The florescent green fern renders the tree island virtually impenetrable. It cascades from wax myrtle and dahoon holly trees, its dead vermicelli-like vines weaving a thick brown mat near the ground obstructing every step. Without help the trees will collapse beneath the stranglehold.
Rodgers of the South Florida Water Management District says the islands dotting the sawgrass prairie here are where birds and other wildlife forage and nest. He takes the fern in his hand.
“See the little inundations here? Those little toothlike features? That’s where the spores are produced. Now that you know what you’re looking for if you look out you can see they’re everywhere. So there are spores by the billions all around us right now, and that’s the other part that makes this plant so invasive.”
The Old World Climbing Fern is Florida’s latest and greatest invasive plant species.
The fern is native to Africa, Asia and Australia and first appeared in Florida as an ornamental plant. With no natural predators here it grew unchecked.
“I think it is the worst invasive species that Florida has faced in a very long time.”
Cheryl Millett of The Nature Conservancy considers herself on the front line of the fern’s northward march. She is part of a team of government agencies and private land owners monitoring its spread in central Florida. She steps among the pine trees of an 8-acre conservation area in a residential neighborhood of Oveido. The fern flows from trees like a waterfall.
“We’ve had really wet and mild winters, and so you see it growing right now. It’s not cold enough for it to die back. So it’s actually got more time to grow. It will spore practically year-round.”
Crews control the fern by spraying it with herbicide and hacking at it with machetes, leaving the vines overhead to die. Millett says it’s exhausting work beneath the Florida sun.
“They’ve got their big boots on. They’re coming through, and before they treated all of this, this was all covered up here. And so they have to hack through all of that, cut it with machetes, climb through. You saw the blackberries growing in here, the thorny vines they have to go through. It’s really hard work.”
Back in Loxahatchee, Rodgers motors over to another tree island. On this one the Old World Climbing Fern only is beginning to grow.
“Here you can actually make out individual trees in the canopy, first of all. You can see that there’s at least 40 trees here, probably about five different species of trees. And in some areas you can actually see a little bit of an understory, shrubs and ferns.”
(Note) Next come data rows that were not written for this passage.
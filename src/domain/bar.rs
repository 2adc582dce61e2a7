//! Single time-bucketed price summary.

use serde::{Deserialize, Serialize};

/// One OHLCV record. Immutable once built; the series hands out copies.
#[derive(Debug, Clone, Copy, PartialEq, Serialize, Deserialize)]
pub struct PriceBar {
    pub open: f64,
    pub high: f64,
    pub low: f64,
    pub close: f64,
    pub volume: f64,
}

impl PriceBar {
    pub fn new(open: f64, high: f64, low: f64, close: f64, volume: f64) -> Self {
        Self {
            open,
            high,
            low,
            close,
            volume,
        }
    }

    /// Lower and upper bound of the open/close span, order-safe.
    pub fn body_bounds(&self) -> (f64, f64) {
        if self.open <= self.close {
            (self.open, self.close)
        } else {
            (self.close, self.open)
        }
    }
}
//! Wall-time step sequence for live runs.

use crate::ports::clock_port::ClockPort;
use chrono::{DateTime, Duration, Utc};
use tracing::warn;

/// Ticks once per interval of real time. The first tick fires immediately;
/// each later one blocks until the interval since the previous tick has
/// elapsed, logging a warning when the caller's step already overran it.
/// Once `until` passes, ticking ends.
pub struct WallClock {
    interval: Duration,
    until: Option<DateTime<Utc>>,
    previous: Option<DateTime<Utc>>,
}

impl WallClock {
    pub fn new(interval: Duration, until: Option<DateTime<Utc>>) -> Self {
        Self {
            interval,
            until,
            previous: None,
        }
    }
}

impl ClockPort for WallClock {
    fn tick(&mut self) -> Option<DateTime<Utc>> {
        if let Some(previous) = self.previous {
            let target = previous + self.interval;
            let wait = target - Utc::now();
            if wait <= Duration::zero() {
                warn!(
                    "strategy step took longer than one {}s interval",
                    self.interval.num_seconds()
                );
            } else if let Ok(wait) = wait.to_std() {
                std::thread::sleep(wait);
            }
        }

        let now = Utc::now();
        if let Some(until) = self.until {
            if now > until {
                return None;
            }
        }
        self.previous = Some(now);
        Some(now)
    }
}

#[cfg(test)]
mod tests {
    use super::*;

    #[test]
    fn first_tick_is_immediate() {
        let mut clock = WallClock::new(Duration::seconds(30), None);
        let before = Utc::now();
        let tick = clock.tick().unwrap();
        assert!(tick >= before);
        assert!(Utc::now() - before < Duration::seconds(1));
    }

    #[test]
    fn expired_until_yields_no_ticks() {
        let until = Utc::now() - Duration::seconds(5);
        let mut clock = WallClock::new(Duration::milliseconds(10), Some(until));
        assert!(clock.tick().is_none());
    }

    #[test]
    fn ticks_advance_until_the_bound() {
        let until = Utc::now() + Duration::milliseconds(120);
        let mut clock = WallClock::new(Duration::milliseconds(30), Some(until));

        let mut ticks = Vec::new();
        while let Some(timestamp) = clock.tick() {
            ticks.push(timestamp);
            assert!(ticks.len() < 50, "clock failed to stop");
        }

        assert!(!ticks.is_empty());
        for pair in ticks.windows(2) {
            assert!(pair[0] < pair[1]);
        }
    }
}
Rodgers says biologists also are experimenting with a moth and mite found where the fern originates and that feed only on the plant.
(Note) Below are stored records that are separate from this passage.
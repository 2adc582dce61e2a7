//! Order vocabulary shared by the engine and broker collaborators.
//!
//! The engine treats orders as opaque beyond their terminal state and the
//! quantity filled; everything else here exists so requests can be expressed
//! and forwarded without loss.

use std::fmt;

#[derive(Debug, Clone, Copy, PartialEq, Eq)]
pub enum OrderSide {
    Buy,
    Sell,
}

impl fmt::Display for OrderSide {
    fn fmt(&self, f: &mut fmt::Formatter<'_>) -> fmt::Result {
        match self {
            OrderSide::Buy => write!(f, "buy"),
            OrderSide::Sell => write!(f, "sell"),
        }
    }
}

#[derive(Debug, Clone, Copy, PartialEq, Eq, Default)]
pub enum OrderKind {
    #[default]
    Market,
    Limit,
    StopLoss,
    StopLimit,
}

#[derive(Debug, Clone, Copy, PartialEq, Eq, Default)]
pub enum TimeInForce {
    /// Good till cancelled.
    #[default]
    Gtc,
    /// Good for day.
    Gfd,
    /// Immediate or cancel.
    Ioc,
    /// Opening.
    Opg,
}

/// Lifecycle: queued, then confirmed, ending filled or cancelled.
#[derive(Debug, Clone, Copy, PartialEq, Eq)]
pub enum OrderState {
    Queued,
    Confirmed,
    Filled,
    Cancelled,
}

impl OrderState {
    pub fn is_terminal(&self) -> bool {
        matches!(self, OrderState::Filled | OrderState::Cancelled)
    }
}

/// Per-call knobs for `buy_with`/`sell_with`. The defaults match the plain
/// `buy`/`sell` calls: a market order, good till cancelled, waiting for a
/// terminal state and force-cancelling whatever is still pending at timeout.
#[derive(Debug, Clone, Copy, PartialEq)]
pub struct OrderParams {
    pub kind: OrderKind,
    pub limit_price: Option<f64>,
    pub stop_price: Option<f64>,
    pub time_in_force: TimeInForce,
    pub wait: bool,
    pub force_cancel: bool,
}

impl Default for OrderParams {
    fn default() -> Self {
        Self {
            kind: OrderKind::Market,
            limit_price: None,
            stop_price: None,
            time_in_force: TimeInForce::Gtc,
            wait: true,
            force_cancel: true,
        }
    }
}

#[derive(Debug, Clone, PartialEq)]
pub struct OrderRequest {
    pub side: OrderSide,
    pub symbol: String,
    pub quantity: f64,
    pub params: OrderParams,
}

impl OrderRequest {
    pub fn market(side: OrderSide, symbol: &str, quantity: f64) -> Self {
        Self {
            side,
            symbol: symbol.to_string(),
            quantity,
            params: OrderParams::default(),
        }
    }
}

/// Opaque broker-issued handle.
#[derive(Debug, Clone, PartialEq, Eq, Hash)]
pub struct OrderId(String);

impl OrderId {
    pub fn new(id: impl Into<String>) -> Self {
        Self(id.into())
    }

    pub fn as_str(&self) -> &str {
        &self.0
    }
}

impl fmt::Display for OrderId {
    fn fmt(&self, f: &mut fmt::Formatter<'_>) -> fmt::Result {
        write!(f, "{}", self.0)
    }
}

/// Broker-reported view of one order.
#[derive(Debug, Clone, PartialEq)]
pub struct OrderStatus {
    pub state: OrderState,
    pub filled_quantity: f64,
    pub average_price: Option<f64>,
}

/// What a strategy gets back from a `buy`/`sell` call.
#[derive(Debug, Clone, PartialEq)]
pub struct Execution {
    pub state: OrderState,
    pub filled_quantity: f64,
    pub fill_price: Option<f64>,
    pub order: Option<OrderId>,
}

impl Execution {
    /// Instant simulated fill.
    pub fn filled(quantity: f64, price: f64) -> Self {
        Self {
            state: OrderState::Filled,
            filled_quantity: quantity,
            fill_price: Some(price),
            order: None,
        }
    }

    pub fn complete(&self) -> bool {
        self.state.is_terminal()
    }
}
“These tree islands are something that took centuries and millennia in some cases to form, and so it’s worth the battle to win.”
In the Everglades the fern stands to take down more than tree islands. Its grip on Loxahatchee has prompted the state to threaten to terminate its lease authorizing the U.S. Fish and Wildlife Service to manage the land.
Such an action would mean the end of the refuge and is strenuously opposed by environmental groups in a region where a multi-billion-dollar environmental restoration is underway.